____ Exercise materials

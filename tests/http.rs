mod common;

use axum::body::Body;
use axum::http::{Request, StatusCode};
use axum::Router;
use common::*;
use scoped_resource_sdk::{app_router, AppState, ExecutionMode, MemoryExecutor, ScopePolicy};
use serde_json::{json, Value};
use std::sync::Arc;
use tower::ServiceExt;

fn app(mode: ExecutionMode, policy: ScopePolicy) -> (Router, Arc<MemoryExecutor>) {
    let store = Arc::new(store());
    let state = AppState::new(registry(), store.clone(), policy, mode);
    (app_router(state), store)
}

fn get(uri: &str) -> axum::http::request::Builder {
    Request::builder()
        .uri(uri)
        .header("x-user-id", "u1")
        .header("x-warehouse-ids", "w1")
}

async fn send(app: Router, req: Request<Body>) -> (StatusCode, Value) {
    let res = app.oneshot(req).await.unwrap();
    let status = res.status();
    let bytes = axum::body::to_bytes(res.into_body(), usize::MAX).await.unwrap();
    let body = if bytes.is_empty() {
        Value::Null
    } else {
        serde_json::from_slice(&bytes).unwrap()
    };
    (status, body)
}

#[tokio::test]
async fn health_and_version() {
    let (app, _) = app(ExecutionMode::Unprivileged, ScopePolicy::Enforced);
    let (status, body) = send(app.clone(), Request::get("/health").body(Body::empty()).unwrap()).await;
    assert_eq!(status, StatusCode::OK);
    assert_eq!(body, json!({ "status": "ok" }));

    let (status, body) = send(app.clone(), Request::get("/ready").body(Body::empty()).unwrap()).await;
    assert_eq!(status, StatusCode::OK);
    assert_eq!(body["database"], json!("ok"));

    let (status, body) = send(app, Request::get("/version").body(Body::empty()).unwrap()).await;
    assert_eq!(status, StatusCode::OK);
    assert_eq!(body["resources"], json!(["widgets", "roles", "tasks", "stock-levels"]));
}

#[tokio::test]
async fn list_is_scoped_and_paginated() {
    let (app, _) = app(ExecutionMode::Unprivileged, ScopePolicy::Enforced);
    let req = get("/api/v1/widgets?page=1&pageSize=10").body(Body::empty()).unwrap();
    let (status, body) = send(app, req).await;
    assert_eq!(status, StatusCode::OK);
    let data = &body["data"];
    assert_eq!(data["total"], json!(2));
    assert_eq!(data["page"], json!(1));
    assert_eq!(data["pageSize"], json!(10));
    assert_eq!(ids(data["rows"].as_array().unwrap()), vec![json!("a"), json!("b")]);
}

#[tokio::test]
async fn alias_and_repeated_filters() {
    let (app, _) = app(ExecutionMode::Unprivileged, ScopePolicy::Enforced);
    let req = Request::get("/api/v1/gadgets?filters%5Bcategory_id%5D=c1&filters%5Bcategory_id%5D=c2&sort=-name")
        .header("x-user-id", "u1")
        .header("x-all-warehouses", "true")
        .body(Body::empty())
        .unwrap();
    let (status, body) = send(app, req).await;
    assert_eq!(status, StatusCode::OK);
    assert_eq!(ids(body["data"]["rows"].as_array().unwrap()), vec![json!("c"), json!("a")]);
}

#[tokio::test]
async fn error_statuses() {
    let (app, _) = app(ExecutionMode::Unprivileged, ScopePolicy::Enforced);

    let (status, body) = send(app.clone(), get("/api/v1/gizmos").body(Body::empty()).unwrap()).await;
    assert_eq!(status, StatusCode::NOT_FOUND);
    assert!(body["error"]["code"].is_string());

    let (status, _) = send(app.clone(), get("/api/v1/widgets/c").body(Body::empty()).unwrap()).await;
    assert_eq!(status, StatusCode::NOT_FOUND);

    let (status, _) = send(app.clone(), get("/api/v1/widgets?pageSize=0").body(Body::empty()).unwrap()).await;
    assert_eq!(status, StatusCode::BAD_REQUEST);

    let (status, _) = send(app.clone(), get("/api/v1/widgets?color=red").body(Body::empty()).unwrap()).await;
    assert_eq!(status, StatusCode::BAD_REQUEST);

    let no_lists = Request::get("/api/v1/widgets").header("x-user-id", "u1").body(Body::empty()).unwrap();
    let (status, _) = send(app.clone(), no_lists).await;
    assert_eq!(status, StatusCode::INTERNAL_SERVER_ERROR);

    let anonymous = Request::get("/api/v1/widgets").body(Body::empty()).unwrap();
    let (status, _) = send(app.clone(), anonymous).await;
    assert_eq!(status, StatusCode::UNAUTHORIZED);

    let (status, _) = send(app, get("/api/v1/stock-levels/9/history").body(Body::empty()).unwrap()).await;
    assert_eq!(status, StatusCode::INTERNAL_SERVER_ERROR);
}

#[tokio::test]
async fn disabled_policy_accepts_anonymous_callers() {
    let (app, _) = app(ExecutionMode::Unprivileged, ScopePolicy::Disabled);
    let req = Request::get("/api/v1/widgets").body(Body::empty()).unwrap();
    let (status, body) = send(app, req).await;
    assert_eq!(status, StatusCode::OK);
    assert_eq!(body["data"]["total"], json!(3));
}

#[tokio::test]
async fn writes_round_trip_when_privileged() {
    let (app, store) = app(ExecutionMode::Privileged, ScopePolicy::Enforced);

    let req = get("/api/v1/widgets")
        .method("POST")
        .header("content-type", "application/json")
        .body(Body::from(json!({ "name": "Pin", "warehouseId": "w1" }).to_string()))
        .unwrap();
    let (status, body) = send(app.clone(), req).await;
    assert_eq!(status, StatusCode::CREATED);
    let id = body["data"]["id"].as_str().unwrap().to_string();

    let req = get(&format!("/api/v1/widgets/{}", id))
        .method("PATCH")
        .header("content-type", "application/json")
        .body(Body::from(json!({ "name": "Pin 2" }).to_string()))
        .unwrap();
    let (status, body) = send(app.clone(), req).await;
    assert_eq!(status, StatusCode::OK);
    assert_eq!(body["data"]["name"], json!("Pin 2"));

    let req = get("/api/v1/widgets")
        .method("POST")
        .header("content-type", "application/json")
        .body(Body::from(json!({ "name": "Pin", "warehouseId": "w2" }).to_string()))
        .unwrap();
    let (status, _) = send(app.clone(), req).await;
    assert_eq!(status, StatusCode::FORBIDDEN);

    let req = get(&format!("/api/v1/widgets/{}", id)).method("DELETE").body(Body::empty()).unwrap();
    let (status, _) = send(app.clone(), req).await;
    assert_eq!(status, StatusCode::OK);
    assert_eq!(store.rows("widgets").len(), 3);

    let req = get("/api/v1/widgets/c").method("DELETE").body(Body::empty()).unwrap();
    let (status, _) = send(app, req).await;
    assert_eq!(status, StatusCode::NOT_FOUND);
}

#[tokio::test]
async fn writes_rejected_when_unprivileged() {
    let (app, store) = app(ExecutionMode::Unprivileged, ScopePolicy::Enforced);
    let req = get("/api/v1/widgets")
        .method("POST")
        .header("content-type", "application/json")
        .body(Body::from(json!({ "name": "Pin", "warehouseId": "w1" }).to_string()))
        .unwrap();
    let (status, _) = send(app, req).await;
    assert_eq!(status, StatusCode::BAD_REQUEST);
    assert!(store.executed().is_empty());
}

#[tokio::test]
async fn history_endpoint() {
    let (app, _) = app(ExecutionMode::Unprivileged, ScopePolicy::Enforced);
    let (status, body) = send(app, get("/api/v1/stock-levels/4/history?limit=3").body(Body::empty()).unwrap()).await;
    assert_eq!(status, StatusCode::OK);
    assert_eq!(body["data"]["total"], json!(5));
    assert_eq!(ids(body["data"]["rows"].as_array().unwrap()), vec![json!(5), json!(4), json!(3)]);
}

________

### [Problem details]
Write out exactly the lines between the start of the entries and the line containing "fn app(mode: ExecutionMode, policy: ScopePolicy)", including that line and the first one.

### [Solution to this problem]
filename tests/http.rs
mod common;

use axum::body::Body;
use axum::http::{Request, StatusCode};
use axum::Router;
use common::*;
use scoped_resource_sdk::{app_router, AppState, ExecutionMode, MemoryExecutor, ScopePolicy};
use serde_json::{json, Value};
use std::sync::Arc;
use tower::ServiceExt;

fn app(mode: ExecutionMode, policy: ScopePolicy) -> (Router, Arc<MemoryExecutor>) {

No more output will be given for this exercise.